Signes religieux dans les écoles: le PLQ s'interrogeait aussi

Lorsqu'il était au pouvoir, le Parti libéral a sondé les écoles du Québec pour savoir combien de personnes portent des signes religieux. Un questionnaire sur le sujet a été élaboré en juin dernier et mis en ligne cet automne.

En cette journée de rentrée parlementaire, le ministre de l'Éducation s'est adressé aux médias quelques minutes avant le début de la période de questions. Jean-François Roberge tenait à remettre les pendules à l'heure. La semaine dernière, la CAQ a été vivement critiquée lorsque des commissions scolaires ont affirmé avoir été interrogées sur le nombre d'enseignants arborant des signes religieux. Le PLQ affirmait alors que cela revenait à faire du « profilage ». 

« Ce n'est pas une mauvaise idée de poser des questions quand on veut avoir des réponses. Par contre, c'est une mauvaise idée de jouer à l'hypocrite et de dénoncer des questions qu'on a nous-mêmes posées.
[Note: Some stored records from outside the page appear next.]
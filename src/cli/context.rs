//! Options shared by every command, resolved once in `main`

use crate::cli::Cli;
use crate::config::Settings;
use anyhow::Result;
use std::path::PathBuf;

/// Resolved settings plus the global output flags
#[derive(Debug, Clone, Default)]
pub struct CommandContext {
    pub settings: Settings,
    pub verbose: bool,
    pub quiet: bool,
}

impl CommandContext {
    /// Load configuration and apply command-line overrides
    pub fn from_cli(cli: &Cli) -> Result<Self> {
        let mut settings = Settings::load(cli.config.as_deref())?;
        if let Some(dir) = &cli.output_dir {
            settings.output.dir = Some(dir.clone());
        }

        Ok(Self {
            settings,
            verbose: cli.verbose,
            quiet: cli.quiet,
        })
    }

    /// Build a context directly from settings
    pub fn with_settings(settings: Settings) -> Self {
        Self {
            settings,
            ..Self::default()
        }
    }

    /// Whether human-oriented output should be printed
    pub fn is_chatty(&self) -> bool {
        !self.quiet
    }

    pub fn output_dir(&self) -> PathBuf {
        self.settings.output_dir()
    }
}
C'est ce que le Parti libéral nous a joué comme mauvais théâtre la semaine dernière.»

- Jean-François Roberge, ministre de l'Éducation

Son prédécesseur, Sébastien Proulx, a réagi en fin de journée. S'il admet que son cabinet devait autoriser des questionnaires envoyés dans le milieu scolaire, il nie avoir été au courant des questions qui ont été posées sur le port de signes religieux dans les écoles.

Peu de signes religieux dans les écoles

Entre le 19 novembre et le 14 décembre dernier, 2616 directions d'école ont reçu le questionnaire. 44,5% d'entre elles y ont répondu.

Près de 85% des établissements ne comptent aucun membre du personnel portant des signes religieux visibles. Environ 12% dénombrent entre une et cinq personnes et moins de 5% en comptent plus de six. La majorité des gens qui portent un signe religieux sont des membres du personnel de soutien (46,9%). Le personnel enseignant est représenté à 38,8%.

Malgré cette faible proportion, la CAQ ne change pas d'idées et compte interdire les signes religieux chez les employés de l'état en situation d'autorité, y compris les enseignants.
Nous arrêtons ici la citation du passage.